Work instructions: Reproduce the entries below, please. Keep every character the same.
########################################
use serde_json::Value;

use crate::cli::types::SortConfig;
use crate::espn::normalize::{normalize_player, normalize_team_meta, parse_team_record};
use crate::espn::types::{Player, RosterSnapshot};
use crate::query::compare::compare_players;


/// Parse one team document into an atomic snapshot.
///
/// A missing or malformed `team` subtree yields the default snapshot (empty
/// roster, null record, skeleton meta); individual bad athletes are dropped
/// rather than failing the parse. Players come back ordered by ascending
/// numeric jersey, unparseable jerseys after all numeric ones.
pub fn parse_roster(payload: &Value) -> RosterSnapshot {
    let Some(team) = payload.get("team") else {
        return RosterSnapshot::default();
    };

    let meta = normalize_team_meta(team);
    let record = parse_team_record(team);

    let mut players: Vec<Player> = team
        .get("athletes")
        .and_then(Value::as_array)
        .map(|athletes| {
            athletes
                .iter()
                .filter_map(|raw| {
                    let player = normalize_player(raw);
                    if player.is_none() {
                        log::debug!("dropping roster entry without id or display name");
                    }
                    player
                })
                .collect()
        })
        .unwrap_or_default();

    // Default presentation order; SortConfig::default is jersey ascending.
    let default_order = SortConfig::default();
    players.sort_by(|a, b| compare_players(a, b, &default_order));

    RosterSnapshot {
        players,
        record,
        meta,
    }
}
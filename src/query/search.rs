use crate::cli::types::SortConfig;
use crate::espn::types::Player;
use crate::query::compare::compare_players;


/// Reduce the roster to players matching `query`, then sort the result.
///
/// The query is trimmed and lowercased; an empty query keeps everyone. A
/// player matches when the space-joined concatenation of its searchable
/// fields (nulls skipped) contains the query as a substring. The returned
/// vector is always a freshly sorted copy — filtering and sorting are one
/// operation, never a partial pipeline.
pub fn filter_and_sort(players: &[Player], query: &str, config: &SortConfig) -> Vec<Player> {
    let needle = query.trim().to_lowercase();

    let mut matched: Vec<Player> = if needle.is_empty() {
        players.to_vec()
    } else {
        players
            .iter()
            .filter(|p| search_haystack(p).contains(&needle))
            .cloned()
            .collect()
    };

    matched.sort_by(|a, b| compare_players(a, b, config));
    matched
}

/// The fixed set of searchable fields, lowercased and space-joined.
fn search_haystack(player: &Player) -> String {
    let fields: [Option<&str>; 10] = [
        Some(&player.display_name),
        player.full_name.as_deref(),
        player.first_name.as_deref(),
        player.last_name.as_deref(),
        Some(&player.jersey),
        Some(&player.position),
        player.position_abbreviation.as_deref(),
        Some(&player.experience),
        Some(&player.hometown),
        Some(&player.status),
    ];

    fields
        .into_iter()
        .flatten()
        .collect::<Vec<_>>()
        .join(" ")
        .to_lowercase()
}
########################################
Answer for this exercise:
use serde_json::Value;

use crate::cli::types::SortConfig;
use crate::espn::normalize::{normalize_player, normalize_team_meta, parse_team_record};
use crate::espn::types::{Player, RosterSnapshot};
use crate::query::compare::compare_players;


/// Parse one team document into an atomic snapshot.
///
/// A missing or malformed `team` subtree yields the default snapshot (empty
/// roster, null record, skeleton meta); individual bad athletes are dropped
/// rather than failing the parse. Players come back ordered by ascending
/// numeric jersey, unparseable jerseys after all numeric ones.
pub fn parse_roster(payload: &Value) -> RosterSnapshot {
    let Some(team) = payload.get("team") else {
        return RosterSnapshot::default();
    };

    let meta = normalize_team_meta(team);
    let record = parse_team_record(team);

    let mut players: Vec<Player> = team
        .get("athletes")
        .and_then(Value::as_array)
        .map(|athletes| {
            athletes
                .iter()
                .filter_map(|raw| {
                    let player = normalize_player(raw);
                    if player.is_none() {
                        log::debug!("dropping roster entry without id or display name");
                    }
                    player
                })
                .collect()
        })
        .unwrap_or_default();

    // Default presentation order; SortConfig::default is jersey ascending.
    let default_order = SortConfig::default();
    players.sort_by(|a, b| compare_players(a, b, &default_order));

    RosterSnapshot {
        players,
        record,
        meta,
    }
}
filename src/query/search.rs
use crate::cli::types::SortConfig;
use crate::espn::types::Player;
use crate::query::compare::compare_players;


/// Reduce the roster to players matching `query`, then sort the result.
///
/// The query is trimmed and lowercased; an empty query keeps everyone. A
/// player matches when the space-joined concatenation of its searchable
/// fields (nulls skipped) contains the query as a substring. The returned
/// vector is always a freshly sorted copy — filtering and sorting are one
/// operation, never a partial pipeline.
pub fn filter_and_sort(players: &[Player], query: &str, config: &SortConfig) -> Vec<Player> {
    let needle = query.trim().to_lowercase();

    let mut matched: Vec<Player> = if needle.is_empty() {
        players.to_vec()
    } else {
        players
            .iter()
            .filter(|p| search_haystack(p).contains(&needle))
            .cloned()
            .collect()
    };

    matched.sort_by(|a, b| compare_players(a, b, config));
    matched
}

/// The fixed set of searchable fields, lowercased and space-joined.
fn search_haystack(player: &Player) -> String {
    let fields: [Option<&str>; 10] = [
        Some(&player.display_name),
        player.full_name.as_deref(),
        player.first_name.as_deref(),
        player.last_name.as_deref(),
        Some(&player.jersey),
        Some(&player.position),
        player.position_abbreviation.as_deref(),
        Some(&player.experience),
        Some(&player.hometown),
        Some(&player.status),
    ];

    fields
        .into_iter()
        .flatten()
        .collect::<Vec<_>>()
        .join(" ")
        .to_lowercase()
}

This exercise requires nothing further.